Dayle Hayes from “School Meal Rocks” says: “It’s not nutrition if your kids don’t eat it.” So here are a few steps to keep it simple while making sure your child’s bagged lunch or purchased lunch is readily consumed.
Ask them at dinner about their favorite foods to pack for lunch, how much time they get to eat lunch at school or camp and who they sit with. Have your children help pack lunch the night before. The more you get them involved, the more likely they will eat the food! Plus it makes the morning more relaxing while trying to get out the door on time.
So many schools are offering healthier, tastier options, you may be able to alternate between packing and buying without compromising their nutrition.
If they only have 10 minutes for lunch by the time they sit down, then you need to think of quick, healthy foods like fruit smoothies, whole grain crackers and string cheese. Make enough smoothies for a couple days –then just drop in ice cubes in the thermos the next morning.
Use packing lunch as an opportunity to explain the food groups and the MyPlate principle. Draw a picture showing that half the plate is fruit and vegetable, ¼ is whole grains and ¼ is lean protein. So if there isn’t a veggie at lunch, encourage them to snack on some after school and to include them at dinner.
Try to include at least 2 colors of plant-based foods at lunch. For example orange carrots and frozen pineapple tidbits, red sugar plum tomatoes and green grapes, or black bean dip and frozen mango chunks. Not only does this boost the nutritional quality, but it also makes the meal more colorful and exciting!

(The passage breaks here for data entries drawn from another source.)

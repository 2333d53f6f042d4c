//! Assessment Kanban board engine
//!
//! [`Board`] ties the pieces together: it holds the records loaded from the
//! repository, the search and filter inputs, the drag controller and the
//! transition committer, and derives the view model on demand.

pub mod columns;
pub mod commit;
pub mod detail;
pub mod drag;
pub mod filter;
pub mod model;
pub mod notify;
pub mod stats;

use std::sync::Arc;

use jiff::civil::DateTime;

pub use columns::{COLUMN_COUNT, COLUMNS, Column, ColumnBuckets, column_for, group_by_column};
pub use commit::{CommitOutcome, OptimisticOverlay, PendingCommit, TransitionCommitter};
pub use detail::AssessmentDetail;
pub use drag::{
    ColumnGeometry, DragController, DragPhase, DragSession, DropOutcome, Point, Rect,
    TransitionIntent, compute_drop_target, layout_columns,
};
pub use filter::{SelectedFilter, filter_assessments};
pub use model::{BoardViewModel, CardViewModel, ColumnViewModel, compute_board_view_model};
pub use notify::{Notification, NotificationVariant, Notifier, ToastQueue};
pub use stats::{BoardStats, ColumnStats};

use crate::config::BoardConfig;
use crate::error::{BoardError, Result};
use crate::repository::AssessmentRepository;
use crate::types::{Assessment, AssessmentId, AssessmentStatus};

type DetailHandler = Box<dyn Fn(&AssessmentDetail) + Send + Sync>;

/// What a release produced
pub struct DropResult {
    pub outcome: DropOutcome,
    /// Persistence of a moved card; await it (or spawn it) to learn the result
    pub commit: Option<PendingCommit>,
}

/// The board engine
pub struct Board {
    repository: Arc<dyn AssessmentRepository>,
    notifier: Arc<dyn Notifier>,
    committer: TransitionCommitter,
    drag: DragController,
    records: Vec<Assessment>,
    search_term: String,
    filter: SelectedFilter,
    detail_handler: Option<DetailHandler>,
}

impl Board {
    pub fn new(
        repository: Arc<dyn AssessmentRepository>,
        notifier: Arc<dyn Notifier>,
        config: &BoardConfig,
    ) -> Self {
        let committer = TransitionCommitter::new(Arc::clone(&repository), Arc::clone(&notifier))
            .with_timeout(config.commit_timeout());
        Self {
            repository,
            notifier,
            committer,
            drag: DragController::new(config.activation_distance),
            records: Vec::new(),
            search_term: String::new(),
            filter: SelectedFilter::All,
            detail_handler: None,
        }
    }

    /// Reload every record from the repository.
    ///
    /// On failure the previously loaded records stay in place and an error
    /// notification is raised.
    pub async fn refresh(&mut self) -> Result<()> {
        let generation = self.committer.overlay().generation();
        match self.repository.fetch_assessments().await {
            Ok(records) => {
                self.committer.overlay().reconcile(&records, generation);
                self.committer.overlay().take_refetch_request();
                tracing::debug!("loaded {} assessments", records.len());
                self.records = records;
                Ok(())
            }
            Err(e) => {
                tracing::warn!("failed to fetch assessments: {}", e);
                self.notifier.notify(Notification::error(
                    "Failed to load assessments",
                    e.to_string(),
                ));
                Err(e)
            }
        }
    }

    /// Whether a timed-out update asked for a refetch; clears the request
    pub fn needs_refetch(&self) -> bool {
        self.committer.overlay().take_refetch_request()
    }

    /// Records as last fetched, without optimistic placements
    pub fn assessments(&self) -> &[Assessment] {
        &self.records
    }

    pub fn search_term(&self) -> &str {
        &self.search_term
    }

    pub fn set_search_term(&mut self, term: impl Into<String>) {
        self.search_term = term.into();
    }

    pub fn filter(&self) -> &SelectedFilter {
        &self.filter
    }

    pub fn set_filter(&mut self, filter: impl Into<SelectedFilter>) {
        self.filter = filter.into();
    }

    pub fn committer(&self) -> &TransitionCommitter {
        &self.committer
    }

    pub fn overlay(&self) -> &OptimisticOverlay {
        self.committer.overlay()
    }

    /// Compute the board as it should be rendered right now
    pub fn view(&self, now: DateTime) -> BoardViewModel {
        compute_board_view_model(
            &self.records,
            &self.search_term,
            &self.filter,
            self.committer.overlay(),
            self.drag.session(),
            now,
        )
    }

    pub fn stats(&self, now: DateTime) -> BoardStats {
        self.view(now).stats
    }

    fn find(&self, id: &AssessmentId) -> Result<&Assessment> {
        self.records
            .iter()
            .find(|a| &a.id == id)
            .ok_or_else(|| BoardError::AssessmentNotFound(id.to_string()))
    }

    /// Column the assessment is currently shown in, optimistic placement included
    pub fn effective_status(&self, id: &AssessmentId) -> Result<AssessmentStatus> {
        let record = self.find(id)?;
        if let Some(status) = self.committer.overlay().status_of(id) {
            return Ok(status);
        }
        record
            .known_status()
            .ok_or_else(|| BoardError::InvalidStatus(record.status.to_string()))
    }

    pub fn drag_phase(&self) -> &DragPhase {
        self.drag.phase()
    }

    pub fn drag_session(&self) -> Option<&DragSession> {
        self.drag.session()
    }

    /// Pointer pressed on a card
    pub fn press(&mut self, id: &AssessmentId, point: Point) -> Result<()> {
        let origin = self.effective_status(id)?;
        self.drag.press(id.clone(), origin, point)
    }

    /// Keyboard pick-up of a card
    pub fn pick_up(&mut self, id: &AssessmentId, point: Point) -> Result<()> {
        let origin = self.effective_status(id)?;
        self.drag.pick_up(id.clone(), origin, point)
    }

    /// Pointer or focus moved over the rendered columns
    pub fn move_to(&mut self, point: Point, columns: &[ColumnGeometry]) -> Option<AssessmentStatus> {
        self.drag.move_to(point, columns)
    }

    /// Pointer released or keyboard drop.
    ///
    /// A drop on another column is committed at once; a click opens the
    /// detail view. The controller is idle again when this returns.
    pub fn release(&mut self) -> Result<DropResult> {
        let outcome = self.drag.release()?;
        let commit = outcome
            .intent()
            .cloned()
            .map(|intent| self.committer.commit(intent));
        self.drag.settle();

        if let DropOutcome::Click(id) = &outcome
            && let Err(e) = self.open_detail(id)
        {
            tracing::debug!("click on {} opened nothing: {}", id, e);
        }

        Ok(DropResult { outcome, commit })
    }

    /// Escape pressed
    pub fn cancel(&mut self) -> Option<DropOutcome> {
        let outcome = self.drag.cancel();
        self.drag.settle();
        outcome
    }

    /// Register the callback invoked when a card's detail is opened
    pub fn on_open_detail<F>(&mut self, handler: F)
    where
        F: Fn(&AssessmentDetail) + Send + Sync + 'static,
    {
        self.detail_handler = Some(Box::new(handler));
    }

    /// Open the detail view for an assessment
    pub fn open_detail(&self, id: &AssessmentId) -> Result<AssessmentDetail> {
        let record = self.find(id)?;
        let mut detail = AssessmentDetail::from(record);
        if let Ok(status) = self.effective_status(id) {
            detail.status = column_for(status).title.to_string();
        }
        if let Some(handler) = &self.detail_handler {
            handler(&detail);
        }
        Ok(detail)
    }
}

#[cfg(test)]
mod tests {
    use super::*;
    use crate::board::columns::column_index;
    use crate::repository::MemoryRepository;
    use parking_lot::Mutex;

    fn now() -> DateTime {
        jiff::civil::date(2025, 5, 1).at(12, 0, 0, 0)
    }

    async fn board_with(records: Vec<Assessment>) -> (Board, Arc<MemoryRepository>, Arc<ToastQueue>) {
        let repo = Arc::new(MemoryRepository::new(records));
        let toasts = Arc::new(ToastQueue::new());
        let mut board = Board::new(repo.clone(), toasts.clone(), &BoardConfig::default());
        board.refresh().await.unwrap();
        (board, repo, toasts)
    }

    fn center(columns: &[ColumnGeometry], status: AssessmentStatus) -> Point {
        columns[column_index(status)].rect.center()
    }

    #[tokio::test]
    async fn test_keyboard_move_commits() {
        let (mut board, repo, toasts) =
            board_with(vec![Assessment::new("a-1", "SOC 2", AssessmentStatus::Draft)]).await;
        let columns = layout_columns(100.0, 400.0, 10.0);
        let id = AssessmentId::new("a-1");

        board
            .pick_up(&id, center(&columns, AssessmentStatus::Draft))
            .unwrap();
        board.move_to(center(&columns, AssessmentStatus::Sent), &columns);
        let result = board.release().unwrap();

        // Optimistically placed before the update finishes
        let vm = board.view(now());
        assert_eq!(vm.column_of(&id).map(|c| c.id), Some(AssessmentStatus::Sent));
        assert!(board.drag_phase() == &DragPhase::Idle);

        let outcome = result.commit.unwrap().await;
        assert_eq!(outcome, CommitOutcome::Confirmed);
        assert_eq!(
            repo.get(&id).unwrap().known_status(),
            Some(AssessmentStatus::Sent)
        );
        assert_eq!(toasts.latest().unwrap().description, "Moved to Sent");
    }

    #[tokio::test]
    async fn test_press_on_unknown_assessment_fails() {
        let (mut board, _, _) = board_with(vec![]).await;
        let err = board
            .press(&AssessmentId::new("missing"), Point::default())
            .unwrap_err();
        assert!(matches!(err, BoardError::AssessmentNotFound(_)));
    }

    #[tokio::test]
    async fn test_click_opens_detail() {
        let (mut board, _, _) =
            board_with(vec![Assessment::new("a-1", "SOC 2", AssessmentStatus::Completed)]).await;
        let opened = Arc::new(Mutex::new(Vec::new()));
        let sink = Arc::clone(&opened);
        board.on_open_detail(move |detail| sink.lock().push(detail.id.clone()));

        board
            .press(&AssessmentId::new("a-1"), Point::new(10.0, 10.0))
            .unwrap();
        let result = board.release().unwrap();

        assert!(matches!(result.outcome, DropOutcome::Click(_)));
        assert!(result.commit.is_none());
        assert_eq!(opened.lock().as_slice(), &[AssessmentId::new("a-1")]);
    }

    #[tokio::test]
    async fn test_refresh_failure_keeps_records() {
        let (mut board, repo, toasts) =
            board_with(vec![Assessment::new("a-1", "SOC 2", AssessmentStatus::Draft)]).await;
        repo.fail_fetches();

        assert!(board.refresh().await.is_err());
        assert_eq!(board.assessments().len(), 1);
        assert!(toasts.latest().unwrap().is_error());
    }

    #[tokio::test]
    async fn test_cancel_reverts_preview() {
        let (mut board, _, _) =
            board_with(vec![Assessment::new("a-1", "SOC 2", AssessmentStatus::Draft)]).await;
        let columns = layout_columns(100.0, 400.0, 10.0);
        let id = AssessmentId::new("a-1");

        board
            .pick_up(&id, center(&columns, AssessmentStatus::Draft))
            .unwrap();
        board.move_to(center(&columns, AssessmentStatus::Expired), &columns);
        assert_eq!(
            board.view(now()).column_of(&id).map(|c| c.id),
            Some(AssessmentStatus::Expired)
        );

        assert_eq!(board.cancel(), Some(DropOutcome::Cancelled(id.clone())));
        assert_eq!(
            board.view(now()).column_of(&id).map(|c| c.id),
            Some(AssessmentStatus::Draft)
        );
        assert!(board.overlay().is_empty());
    }
}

Invest in a fun new lunch box or soft lunch tote, an ice pack, and some food containers your kids help pick out. Sometimes younger kids have to see the food through the container to be interested in opening it, so clear lunch food containers may increase the odds of it being opened and eaten. Colorful Bento boxes are also popular with kids. Check out packing lunch the bento box way.
If you have an extra minute, label a container or two with little post-it note, like “magnificent mango” or “tasty hummus” –it may help your lunchbox come home empty. Or leave your child a little note or quote.
When offering variety, keep portion sizes small and colorful. For example, a sprig of purple grapes, 4 sticks of carrots and celery, a small container of low-fat ranch dressing. Or you could try 5 pieces of sliced apples sprinkled with cinnamon, a small turkey and cheese wrap and a small square of black bean brownie with an 8oz carton of milk. With lots of small options, you are increasing the chances that your child will get a balanced meal at lunch.
Try using sandwich cutters or cookie cutters to make exciting shapes. They might really enjoy a car sandwich or star pineapple pieces. Shaping foods make meals instantly more appealing, but doesn’t really add much prep time! If time permits, let your child be a part of this fun step.
Kids are easily distracted by conversations and observations, so grab their attention with a fun colorful bagged lunch. Take the stress out of feeding your kids lunch this summer by trying these tips!